ÖGB darf finanzielle Austrocknung des AMS nicht hinnehmen

Wien (OTS) - Trotz bereits praktizierter Zwangsmaßnahmen seitens des AMS, um die Arbeitslosenzahlen nach unten zu kaschieren, ist ein neuerliches Anwachsen der offiziellen Arbeitslosenzahlen im Jahr 2001 zu verzeichnen. "Anstatt Politik gegen die Arbeitslosigkeit zu machen, setzt die Regierung unverhohlen ihre Politik gegen die Arbeitslosen fort", so Heidi Ambrosch, Frauenvorsitzende der KPÖ.

18,5 Mrd. Schilling hat Finanzminister Grasser heuer bereits aus dem AMS ins Budget fließen lassen, nächstes Jahr sollen es sogar 20 Mrd.
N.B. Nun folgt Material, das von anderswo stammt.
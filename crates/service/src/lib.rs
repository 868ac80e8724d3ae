//! Service layer: the persistence abstraction and the asset pipeline.
//! - `store`: one repository contract over the durable document store and the
//!   in-process fallback, selected once at startup.
//! - `assets`: upload validation/normalization and URL resolution.
//! - `users` / `dishes`: business operations on top of both.

pub mod assets;
pub mod dishes;
pub mod errors;
pub mod seed;
pub mod store;
pub mod users;
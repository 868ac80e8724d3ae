use thiserror::Error;

#[derive(Debug, Error)]
pub enum ModelError {
    #[error("validation error: {0}")]
    Validation(String),
}

impl ModelError {
    pub fn required(field: &str) -> Self {
        Self::Validation(format!("{field} is required"))
    }
}
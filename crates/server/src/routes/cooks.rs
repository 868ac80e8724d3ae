use axum::extract::{Path, State};
use axum::Json;

use service::{dishes, users};

use crate::errors::ApiError;
use crate::state::AppState;

pub async fn list_cooks(
    State(state): State<AppState>,
) -> Result<Json<serde_json::Value>, ApiError> {
    let cooks = users::list_cooks(&state.store, &state.resolver).await?;
    let count = cooks.len();
    Ok(Json(serde_json::json!({ "cooks": cooks, "count": count })))
}

pub async fn get_cook(
    State(state): State<AppState>,
    Path(email): Path<String>,
) -> Result<Json<serde_json::Value>, ApiError> {
    let cook = users::get_cook(&state.store, &state.resolver, &email).await?;
    Ok(Json(serde_json::json!({ "cook": cook })))
}

pub async fn get_cook_dishes(
    State(state): State<AppState>,
    Path(email): Path<String>,
) -> Result<Json<serde_json::Value>, ApiError> {
    let dishes = dishes::dishes_for_cook(&state.store, &state.resolver, &email).await?;
    let count = dishes.len();
    Ok(Json(serde_json::json!({ "dishes": dishes, "count": count })))
}
use chrono::{DateTime, Utc};
use serde::{Deserialize, Serialize};

use crate::errors::ModelError;
use crate::form::{self, Fields};

/// A dish offered by a cook. `cook_email` must reference an existing cook at
/// creation time; the check lives in the service layer, not in the store.
#[derive(Clone, Debug, Serialize, Deserialize)]
#[serde(rename_all = "camelCase")]
pub struct Dish {
    #[serde(default, skip_serializing_if = "Option::is_none")]
    pub id: Option<String>,
    pub cook_email: String,
    pub cook_name: String,
    pub name: String,
    pub description: String,
    /// Price in currency minor units.
    pub price: i64,
    pub category: String,
    pub cuisine: String,
    pub prep_time: u32,
    pub spice_level: String,
    pub is_available: bool,
    pub is_vegetarian: bool,
    pub calories: u32,
    #[serde(default, skip_serializing_if = "Option::is_none")]
    pub image: Option<String>,
    #[serde(default, skip_serializing_if = "Option::is_none")]
    pub image_url: Option<String>,
    pub average_rating: f64,
    pub total_ratings: u64,
    pub date_added: DateTime<Utc>,
}

/// Validated dish-creation input, coerced from loosely-typed form fields.
#[derive(Clone, Debug)]
pub struct DishDraft {
    pub cook_email: String,
    pub name: String,
    pub description: String,
    pub price: i64,
    pub category: String,
    pub cuisine: String,
    pub prep_time: u32,
    pub spice_level: String,
    pub is_vegetarian: bool,
    pub calories: u32,
}

impl DishDraft {
    pub fn from_fields(fields: &Fields) -> Result<Self, ModelError> {
        let cook_email = form::required_str(fields, "cookEmail")?.to_lowercase();
        let name = form::required_str(fields, "name")?;
        let description = form::required_str(fields, "description")?;
        let price = form::parse_i64("price", &form::required_str(fields, "price")?)?;
        let category = form::required_str(fields, "category")?;
        let cuisine = form::required_str(fields, "cuisine")?;
        let prep_time = form::parse_u32("prepTime", &form::required_str(fields, "prepTime")?)?;
        let spice_level = form::required_str(fields, "spiceLevel")?;
        let is_vegetarian = fields
            .get("isVegetarian")
            .map(|raw| form::parse_bool(raw))
            .unwrap_or(false);
        let calories = match form::optional_str(fields, "calories") {
            Some(raw) => form::parse_u32("calories", &raw)?,
            None => 0,
        };

        if price < 0 {
            return Err(ModelError::Validation("price must be non-negative".into()));
        }

        Ok(Self {
            cook_email,
            name,
            description,
            price,
            category,
            cuisine,
            prep_time,
            spice_level,
            is_vegetarian,
            calories,
        })
    }

    /// Turn the draft into a storable dish: ratings zeroed, marked available,
    /// stamped now. The image reference is attached by the caller after the
    /// asset pipeline has run.
    pub fn into_dish(self, cook_name: String) -> Dish {
        Dish {
            id: None,
            cook_email: self.cook_email,
            cook_name,
            name: self.name,
            description: self.description,
            price: self.price,
            category: self.category,
            cuisine: self.cuisine,
            prep_time: self.prep_time,
            spice_level: self.spice_level,
            is_available: true,
            is_vegetarian: self.is_vegetarian,
            calories: self.calories,
            image: None,
            image_url: None,
            average_rating: 0.0,
            total_ratings: 0,
            date_added: Utc::now(),
        }
    }
}
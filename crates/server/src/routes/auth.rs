use axum::extract::{FromRequest, Multipart, Request, State};
use axum::http::{header, StatusCode};
use axum::response::IntoResponse;
use axum::Json;

use models::form::{self, Fields};
use models::{RegisterInput, UserRole};
use service::assets::Upload;
use service::errors::ServiceError;
use service::users;

use crate::errors::ApiError;
use crate::routes::dishes::read_upload;
use crate::state::AppState;

/// Accepts either multipart form data (with an optional `profileImage` file)
/// or a plain JSON body.
pub async fn register(
    State(state): State<AppState>,
    req: Request,
) -> Result<impl IntoResponse, ApiError> {
    let content_type = req
        .headers()
        .get(header::CONTENT_TYPE)
        .and_then(|v| v.to_str().ok())
        .unwrap_or_default()
        .to_string();

    let (fields, profile_image) = if content_type.starts_with("multipart/form-data") {
        let multipart = Multipart::from_request(req, &state)
            .await
            .map_err(|e| ApiError::bad_request(e.to_string()))?;
        read_register_form(multipart).await?
    } else {
        let Json(body) = Json::<serde_json::Value>::from_request(req, &state)
            .await
            .map_err(|e| ApiError::bad_request(e.to_string()))?;
        (form::fields_from_json(&body), None)
    };

    let input = RegisterInput::from_fields(&fields).map_err(ServiceError::from)?;
    let name = input.name.clone();
    let user =
        users::register(&state.store, &state.assets, &state.resolver, input, profile_image).await?;
    Ok((
        StatusCode::CREATED,
        Json(serde_json::json!({
            "message": format!("Welcome to HomeMeals Connect, {name}!"),
            "user": user,
        })),
    ))
}

async fn read_register_form(
    mut multipart: Multipart,
) -> Result<(Fields, Option<Upload>), ApiError> {
    let mut fields = Fields::new();
    let mut profile_image: Option<Upload> = None;

    while let Some(field) = multipart
        .next_field()
        .await
        .map_err(|e| ApiError::bad_request(e.to_string()))?
    {
        let name = field.name().unwrap_or_default().to_string();
        if name == "profileImage" {
            profile_image = read_upload(field).await?;
        } else {
            let value = field.text().await.map_err(|e| ApiError::bad_request(e.to_string()))?;
            fields.insert(name, value);
        }
    }
    Ok((fields, profile_image))
}

pub async fn login(
    State(state): State<AppState>,
    Json(body): Json<serde_json::Value>,
) -> Result<Json<serde_json::Value>, ApiError> {
    let fields = form::fields_from_json(&body);
    let email = form::optional_str(&fields, "email")
        .ok_or_else(|| ApiError::bad_request("email and user type are required"))?;
    let role = form::optional_str(&fields, "userType")
        .ok_or_else(|| ApiError::bad_request("email and user type are required"))?;
    let role = UserRole::parse(&role).map_err(ServiceError::from)?;

    let user = users::login(&state.store, &state.resolver, &email, role).await?;
    Ok(Json(serde_json::json!({
        "message": format!("Welcome back, {}!", user.name),
        "user": user,
    })))
}
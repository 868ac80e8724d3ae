use dotenvy::dotenv;
use tracing::{error, info};
use uuid::Uuid;

fn init_logging() {
    // Load .env first so RUST_LOG is honored by the subscriber.
    dotenv().ok();
    common::utils::logging::init_logging_default();
    info!(service = "homemeals", event = "logger_init", "tracing subscriber initialized");
}

fn main() -> std::process::ExitCode {
    init_logging();

    let service_id = Uuid::new_v4();
    let pid = std::process::id();
    let version = env!("CARGO_PKG_VERSION");

    std::panic::set_hook(Box::new({
        let service_id = service_id;
        move |info| {
            error!(
                service = "homemeals",
                event = "panic",
                %service_id,
                pid,
                message = %info,
                "unhandled panic occurred"
            );
        }
    }));

    // Thread count from config.toml when present, TOKIO_WORKER_THREADS otherwise.
    let worker_threads = match configs::AppConfig::load_and_validate() {
        Ok(cfg) => cfg.server.worker_threads,
        Err(_) => std::env::var("TOKIO_WORKER_THREADS").ok().and_then(|v| v.parse::<usize>().ok()),
    };

    let mut builder = tokio::runtime::Builder::new_multi_thread();
    builder.enable_all();
    if let Some(w) = worker_threads {
        builder.worker_threads(w);
    }

    let rt = match builder.build() {
        Ok(rt) => rt,
        Err(e) => {
            error!(service = "homemeals", event = "runtime_build_failed", error = %e, "failed to build tokio runtime");
            return std::process::ExitCode::FAILURE;
        }
    };

    info!(
        service = "homemeals",
        event = "start",
        %service_id,
        pid,
        version,
        threads = worker_threads.unwrap_or_default(),
        "homemeals server starting"
    );

    let exit_code = rt.block_on(async move {
        let server_task = tokio::spawn(async move {
            if let Err(e) = server::run().await {
                error!(service = "homemeals", event = "run_failed", error = %e, "server::run returned error");
                Err(e)
            } else {
                Ok(())
            }
        });

        tokio::select! {
            res = server_task => {
                match res {
                    Ok(Ok(())) => {
                        info!(service = "homemeals", event = "stop", %service_id, pid, "server stopped normally");
                        std::process::ExitCode::SUCCESS
                    }
                    Ok(Err(_)) => std::process::ExitCode::FAILURE,
                    Err(e) => {
                        error!(service = "homemeals", event = "task_join_error", error = %e, "server task join error");
                        std::process::ExitCode::FAILURE
                    }
                }
            }
            _ = tokio::signal::ctrl_c() => {
                info!(service = "homemeals", event = "shutdown_signal", %service_id, pid, "received Ctrl+C, shutting down");
                std::process::ExitCode::SUCCESS
            }
        }
    });

    exit_code
}
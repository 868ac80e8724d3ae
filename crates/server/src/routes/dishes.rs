use axum::extract::multipart::Field;
use axum::extract::{Multipart, State};
use axum::http::StatusCode;
use axum::response::IntoResponse;
use axum::Json;

use models::form::Fields;
use models::DishDraft;
use service::assets::Upload;
use service::dishes;
use service::errors::ServiceError;

use crate::errors::ApiError;
use crate::state::AppState;

/// Drain one multipart file field. Empty file slots (no filename or no
/// bytes) count as "no upload".
pub(crate) async fn read_upload(field: Field<'_>) -> Result<Option<Upload>, ApiError> {
    let filename = field.file_name().unwrap_or_default().to_string();
    let bytes = field.bytes().await.map_err(|e| ApiError::bad_request(e.to_string()))?;
    if filename.is_empty() || bytes.is_empty() {
        return Ok(None);
    }
    Ok(Some(Upload { filename, bytes: bytes.to_vec() }))
}

pub async fn add_dish(
    State(state): State<AppState>,
    mut multipart: Multipart,
) -> Result<impl IntoResponse, ApiError> {
    let mut fields = Fields::new();
    let mut image: Option<Upload> = None;

    while let Some(field) = multipart
        .next_field()
        .await
        .map_err(|e| ApiError::bad_request(e.to_string()))?
    {
        let name = field.name().unwrap_or_default().to_string();
        if name == "dishImage" {
            image = read_upload(field).await?;
        } else {
            let value = field.text().await.map_err(|e| ApiError::bad_request(e.to_string()))?;
            fields.insert(name, value);
        }
    }

    let draft = DishDraft::from_fields(&fields).map_err(ServiceError::from)?;
    let dish = dishes::add_dish(&state.store, &state.assets, &state.resolver, draft, image).await?;
    Ok((
        StatusCode::CREATED,
        Json(serde_json::json!({ "message": "Dish added successfully!", "dish": dish })),
    ))
}

pub async fn bulk_upload_images(
    State(state): State<AppState>,
    mut multipart: Multipart,
) -> Result<Json<serde_json::Value>, ApiError> {
    let mut cook_email = String::new();
    let mut names: Vec<String> = Vec::new();
    let mut files: Vec<Upload> = Vec::new();

    while let Some(field) = multipart
        .next_field()
        .await
        .map_err(|e| ApiError::bad_request(e.to_string()))?
    {
        let name = field.name().unwrap_or_default().to_string();
        match name.as_str() {
            "cookEmail" => {
                cook_email =
                    field.text().await.map_err(|e| ApiError::bad_request(e.to_string()))?;
            }
            "dishNames" | "dishNames[]" => {
                names.push(field.text().await.map_err(|e| ApiError::bad_request(e.to_string()))?);
            }
            "foodImages" | "foodImages[]" => {
                if let Some(upload) = read_upload(field).await? {
                    files.push(upload);
                }
            }
            _ => {}
        }
    }

    if cook_email.is_empty() || files.is_empty() {
        return Err(ApiError::bad_request("cook email and images are required"));
    }

    let items: Vec<(String, Upload)> = files
        .into_iter()
        .enumerate()
        .map(|(i, upload)| {
            let hint = names.get(i).cloned().unwrap_or_else(|| format!("dish_{}", i + 1));
            (hint, upload)
        })
        .collect();

    let images =
        dishes::bulk_upload_images(&state.store, &state.assets, &state.resolver, &cook_email, items)
            .await?;
    Ok(Json(serde_json::json!({
        "message": format!("Successfully uploaded {} food images", images.len()),
        "images": images,
    })))
}
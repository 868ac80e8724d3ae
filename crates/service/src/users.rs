//! Account operations: registration, login-by-lookup, cook listings.

use chrono::Utc;
use tracing::{info, instrument};

use models::{CookProfile, RegisterInput, User, UserRole};

use crate::assets::{owner_key, AssetCategory, AssetStore, Upload, UrlResolver};
use crate::errors::ServiceError;
use crate::store::{Filter, Store};

/// Register a new account. Exactly one user may exist per normalized email,
/// regardless of role.
#[instrument(skip(store, assets, resolver, input, profile_image), fields(email = %input.email))]
pub async fn register(
    store: &Store,
    assets: &AssetStore,
    resolver: &UrlResolver,
    input: RegisterInput,
    profile_image: Option<Upload>,
) -> Result<User, ServiceError> {
    let users = store.users();

    if users.find_one(&Filter::new().eq("email", input.email.as_str())).await?.is_some() {
        return Err(ServiceError::Conflict("email already registered".into()));
    }

    let cook = match input.role {
        UserRole::Cook => {
            let (Some(specialties), Some(experience)) = (input.specialties.clone(), input.experience)
            else {
                return Err(ServiceError::Validation(
                    "specialties and experience are required for cooks".into(),
                ));
            };
            let mut profile = CookProfile::new(specialties, experience);
            match profile_image {
                Some(upload) => {
                    let filename = assets
                        .store(AssetCategory::Profiles, &upload, &owner_key(&input.email))
                        .await?;
                    profile.profile_pic_url =
                        Some(resolver.resolve(Some(&filename), AssetCategory::Profiles).await);
                    profile.profile_pic = Some(filename);
                }
                None => {
                    let initial = input
                        .name
                        .chars()
                        .next()
                        .map(|c| c.to_uppercase().to_string())
                        .unwrap_or_else(|| "C".to_string());
                    profile.profile_pic_url = Some(format!(
                        "https://via.placeholder.com/300x300/ff6347/white?text={initial}"
                    ));
                }
            }
            Some(profile)
        }
        UserRole::Customer => None,
    };

    let user = User {
        id: None,
        name: input.name,
        email: input.email,
        phone: input.phone,
        address: input.address,
        role: input.role,
        registration_date: Utc::now(),
        is_available: true,
        cook,
    };

    let created = users.insert(&user).await?;
    info!(role = user.role.as_str(), "user registered");
    Ok(created)
}

/// Login is a lookup by normalized email and role; there are no credentials.
pub async fn login(
    store: &Store,
    resolver: &UrlResolver,
    email: &str,
    role: UserRole,
) -> Result<User, ServiceError> {
    let email = email.trim().to_lowercase();
    let mut user = store
        .users()
        .find_one(&Filter::new().eq("email", email.as_str()).eq("type", role.as_str()))
        .await?
        .ok_or_else(|| ServiceError::not_found("user"))?;
    refresh_profile_url(resolver, &mut user).await;
    Ok(user)
}

pub async fn list_cooks(store: &Store, resolver: &UrlResolver) -> Result<Vec<User>, ServiceError> {
    let mut cooks = store
        .users()
        .find_all(&Filter::new().eq("type", UserRole::Cook.as_str()))
        .await?;
    for cook in &mut cooks {
        refresh_profile_url(resolver, cook).await;
    }
    Ok(cooks)
}

pub async fn get_cook(
    store: &Store,
    resolver: &UrlResolver,
    email: &str,
) -> Result<User, ServiceError> {
    let email = email.trim().to_lowercase();
    let mut cook = store
        .users()
        .find_one(
            &Filter::new().eq("email", email.as_str()).eq("type", UserRole::Cook.as_str()),
        )
        .await?
        .ok_or_else(|| ServiceError::not_found("cook"))?;
    refresh_profile_url(resolver, &mut cook).await;
    Ok(cook)
}

/// Re-resolve the stored reference on every read so the URL reflects current
/// disk state. A stored external URL (including the initial-letter
/// placeholder) is kept as-is.
async fn refresh_profile_url(resolver: &UrlResolver, user: &mut User) {
    if let Some(profile) = user.cook.as_mut() {
        if let Some(pic) = profile.profile_pic.clone() {
            profile.profile_pic_url =
                Some(resolver.resolve(Some(&pic), AssetCategory::Profiles).await);
        } else if profile.profile_pic_url.is_none() {
            profile.profile_pic_url = Some(AssetCategory::Profiles.placeholder_url().to_string());
        }
    }
}
//! Asset pipeline: validate and normalize uploaded images, persist them under
//! collision-resistant names, and resolve stored references into servable
//! URLs.

pub mod normalize;
pub mod resolve;

use std::path::{Path, PathBuf};

use tracing::{debug, info};
use uuid::Uuid;

use crate::errors::ServiceError;

pub use resolve::UrlResolver;

/// Upload cap, enforced here and as the HTTP body limit.
pub const MAX_UPLOAD_BYTES: usize = 32 * 1024 * 1024;

const ALLOWED_EXTENSIONS: &[&str] = &["png", "jpg", "jpeg", "gif", "webp", "bmp"];

/// Fixed asset namespaces. Each category is one flat directory.
#[derive(Clone, Copy, Debug, PartialEq, Eq)]
pub enum AssetCategory {
    Profiles,
    Food,
    Images,
}

impl AssetCategory {
    pub const ALL: [AssetCategory; 3] = [Self::Profiles, Self::Food, Self::Images];

    pub fn dir_name(self) -> &'static str {
        match self {
            Self::Profiles => "profiles",
            Self::Food => "food",
            Self::Images => "images",
        }
    }

    /// Leading segment of generated filenames.
    pub fn file_prefix(self) -> &'static str {
        match self {
            Self::Profiles => "profile",
            Self::Food => "food",
            Self::Images => "image",
        }
    }

    pub fn placeholder_url(self) -> &'static str {
        match self {
            Self::Profiles => "https://via.placeholder.com/300x300/ff6347/white?text=Cook",
            Self::Food | Self::Images => {
                "https://via.placeholder.com/400x300/ff6347/white?text=Delicious+Food"
            }
        }
    }
}

/// A received file, as handed over by the upload layer.
#[derive(Clone, Debug)]
pub struct Upload {
    pub filename: String,
    pub bytes: Vec<u8>,
}

/// Outcome of one item in a bulk upload.
#[derive(Clone, Debug)]
pub struct StoredAsset {
    pub name_hint: String,
    pub filename: String,
}

/// Writes validated uploads into the category directories.
#[derive(Clone)]
pub struct AssetStore {
    root: PathBuf,
}

impl AssetStore {
    /// Open the store, creating the category directories if missing.
    pub async fn open(root: impl Into<PathBuf>) -> Result<Self, ServiceError> {
        let root = root.into();
        let subdirs: Vec<&str> = AssetCategory::ALL.iter().map(|c| c.dir_name()).collect();
        common::env::ensure_asset_layout(&root, &subdirs)
            .await
            .map_err(|e| ServiceError::Storage(e.to_string()))?;
        Ok(Self { root })
    }

    pub fn root(&self) -> &Path {
        &self.root
    }

    /// Validate, normalize and persist one upload. Returns the generated
    /// filename; on any error no referenced file is left behind.
    pub async fn store(
        &self,
        category: AssetCategory,
        upload: &Upload,
        owner_key: &str,
    ) -> Result<String, ServiceError> {
        let ext = allowed_extension(&upload.filename)?;
        if upload.bytes.len() > MAX_UPLOAD_BYTES {
            return Err(ServiceError::UnsupportedMedia(format!(
                "file exceeds {} byte limit",
                MAX_UPLOAD_BYTES
            )));
        }

        // Random token keeps concurrent uploads for the same owner from ever
        // contending for one destination path.
        let token = &Uuid::new_v4().simple().to_string()[..8];
        let filename = format!("{}_{}_{}.{}", category.file_prefix(), owner_key, token, ext);

        // Normalize succeeds, or the original bytes are stored unmodified.
        let payload = match normalize::normalize(&upload.bytes) {
            Ok(jpeg) => jpeg,
            Err(e) => {
                debug!(file = %upload.filename, error = %e, "normalization failed; storing original bytes");
                upload.bytes.clone()
            }
        };

        self.persist(category, &filename, &payload).await?;
        info!(category = category.dir_name(), %filename, bytes = payload.len(), "asset stored");
        Ok(filename)
    }

    /// Bulk variant: per-item validation, invalid items are skipped rather
    /// than failing the batch.
    pub async fn store_many(
        &self,
        category: AssetCategory,
        items: &[(String, Upload)],
        owner_key: &str,
    ) -> Vec<StoredAsset> {
        let mut stored = Vec::new();
        for (hint, upload) in items {
            let item_key = format!("{}_{}", owner_key, slug(hint));
            match self.store(category, upload, &item_key).await {
                Ok(filename) => stored.push(StoredAsset { name_hint: hint.clone(), filename }),
                Err(e) => {
                    debug!(file = %upload.filename, error = %e, "skipping invalid bulk item");
                }
            }
        }
        stored
    }

    /// All-or-nothing write: stage into a temp file in the same directory,
    /// then rename onto the final name.
    async fn persist(
        &self,
        category: AssetCategory,
        filename: &str,
        payload: &[u8],
    ) -> Result<(), ServiceError> {
        let dir = self.root.join(category.dir_name());
        let staged = dir.join(format!(".{filename}.tmp"));
        let target = dir.join(filename);

        if let Err(e) = tokio::fs::write(&staged, payload).await {
            return Err(ServiceError::Storage(format!("write {}: {e}", staged.display())));
        }
        if let Err(e) = tokio::fs::rename(&staged, &target).await {
            let _ = tokio::fs::remove_file(&staged).await;
            return Err(ServiceError::Storage(format!("rename {}: {e}", target.display())));
        }
        Ok(())
    }
}

fn allowed_extension(filename: &str) -> Result<String, ServiceError> {
    let ext = filename
        .rsplit_once('.')
        .map(|(_, ext)| ext.to_lowercase())
        .filter(|ext| !ext.is_empty())
        .ok_or_else(|| {
            ServiceError::UnsupportedMedia(format!("{filename}: missing file extension"))
        })?;
    if !ALLOWED_EXTENSIONS.contains(&ext.as_str()) {
        return Err(ServiceError::UnsupportedMedia(format!("{filename}: .{ext} is not an image")));
    }
    Ok(ext)
}

/// Owner segment of generated filenames: the local part of the email, reduced
/// to filesystem-safe characters.
pub fn owner_key(email: &str) -> String {
    let local = email.split('@').next().unwrap_or(email);
    sanitize(local)
}

/// Filesystem-safe slug of a display name.
pub fn slug(name: &str) -> String {
    sanitize(&name.split_whitespace().collect::<Vec<_>>().join("_"))
}

fn sanitize(raw: &str) -> String {
    let cleaned: String = raw
        .to_lowercase()
        .chars()
        .map(|c| if c.is_ascii_alphanumeric() || c == '-' || c == '_' { c } else { '_' })
        .collect();
    if cleaned.is_empty() {
        "unknown".to_string()
    } else {
        cleaned
    }
}

#[cfg(test)]
mod tests {
    use super::*;
    use std::collections::HashSet;

    fn upload(name: &str, bytes: &[u8]) -> Upload {
        Upload { filename: name.to_string(), bytes: bytes.to_vec() }
    }

    async fn open_store() -> (tempfile::TempDir, AssetStore) {
        let dir = tempfile::tempdir().unwrap();
        let store = AssetStore::open(dir.path()).await.unwrap();
        (dir, store)
    }

    fn dir_entries(path: &Path) -> Vec<String> {
        std::fs::read_dir(path)
            .unwrap()
            .map(|e| e.unwrap().file_name().to_string_lossy().into_owned())
            .collect()
    }

    #[tokio::test]
    async fn open_creates_all_category_directories() {
        let (dir, _store) = open_store().await;
        for category in AssetCategory::ALL {
            assert!(dir.path().join(category.dir_name()).is_dir());
        }
    }

    #[tokio::test]
    async fn extension_check_is_case_insensitive() {
        let (dir, store) = open_store().await;
        let name = store
            .store(AssetCategory::Food, &upload("photo.JPG", b"raw bytes"), "kavya")
            .await
            .unwrap();
        assert!(name.starts_with("food_kavya_"));
        assert!(name.ends_with(".jpg"));
        assert!(dir.path().join("food").join(&name).is_file());
    }

    #[tokio::test]
    async fn rejected_uploads_write_nothing() {
        let (dir, store) = open_store().await;

        let err = store
            .store(AssetCategory::Food, &upload("menu.pdf", b"%PDF-1.4"), "kavya")
            .await
            .unwrap_err();
        assert!(matches!(err, ServiceError::UnsupportedMedia(_)));

        let err = store
            .store(AssetCategory::Food, &upload("noextension", b"bytes"), "kavya")
            .await
            .unwrap_err();
        assert!(matches!(err, ServiceError::UnsupportedMedia(_)));

        assert!(dir_entries(&dir.path().join("food")).is_empty());
    }

    #[tokio::test]
    async fn oversized_uploads_are_rejected() {
        let (_dir, store) = open_store().await;
        let big = vec![0u8; MAX_UPLOAD_BYTES + 1];
        let err = store
            .store(AssetCategory::Food, &upload("big.jpg", &big), "kavya")
            .await
            .unwrap_err();
        assert!(matches!(err, ServiceError::UnsupportedMedia(_)));
    }

    #[tokio::test]
    async fn identical_inputs_never_reuse_a_filename() {
        let (_dir, store) = open_store().await;
        let up = upload("photo.jpg", b"same bytes");
        let mut seen = HashSet::new();
        for _ in 0..20 {
            let name = store.store(AssetCategory::Food, &up, "kavya").await.unwrap();
            assert!(seen.insert(name), "generated filename repeated");
        }
    }

    #[tokio::test]
    async fn unparseable_image_is_stored_as_original_bytes() {
        let (dir, store) = open_store().await;
        let raw = b"not really a jpeg";
        let name = store
            .store(AssetCategory::Images, &upload("broken.jpg", raw), "amit")
            .await
            .unwrap();
        let written = std::fs::read(dir.path().join("images").join(&name)).unwrap();
        assert_eq!(written, raw);
    }

    #[tokio::test]
    async fn bulk_store_skips_invalid_items() {
        let (dir, store) = open_store().await;
        let items = vec![
            ("Masala Dosa".to_string(), upload("dosa.jpg", b"a")),
            ("Bad File".to_string(), upload("notes.txt", b"b")),
            ("Idli Sambar".to_string(), upload("idli.png", b"c")),
        ];
        let stored = store.store_many(AssetCategory::Food, &items, "sneha").await;
        assert_eq!(stored.len(), 2);
        assert!(stored[0].filename.starts_with("food_sneha_masala_dosa_"));
        assert!(stored[1].filename.starts_with("food_sneha_idli_sambar_"));
        assert_eq!(dir_entries(&dir.path().join("food")).len(), 2);
    }

    #[test]
    fn owner_key_uses_sanitized_email_local_part() {
        assert_eq!(owner_key("kavya@x.com"), "kavya");
        assert_eq!(owner_key("A.B+c@x.com"), "a_b_c");
        assert_eq!(owner_key(""), "unknown");
    }

    #[test]
    fn slug_compacts_whitespace() {
        assert_eq!(slug("Masala  Dosa"), "masala_dosa");
        assert_eq!(slug("Appam with Stew!"), "appam_with_stew_");
    }
}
Schilling sein, die damit - so Ambrosch - "möglichen arbeitsmarktpolitischen Maßnahmen entzogen werden". Dass AMS reagiert mit 20-prozentigen Kürzungen für Frauenberatungseinrichtungen, die Regierung will eine weitere Lockerung der Zumutbarkeitsbestimmungen durchsetzen.

"Ein weiterer Schritt der Demontage des Arbeitsrechts, ein weiterer Grund für den ÖGB endlich den letzten Punkt der Urabstimmung umzusetzen", meint Ambrosch und fordert Widerstand gegen die geplanten Änderungen.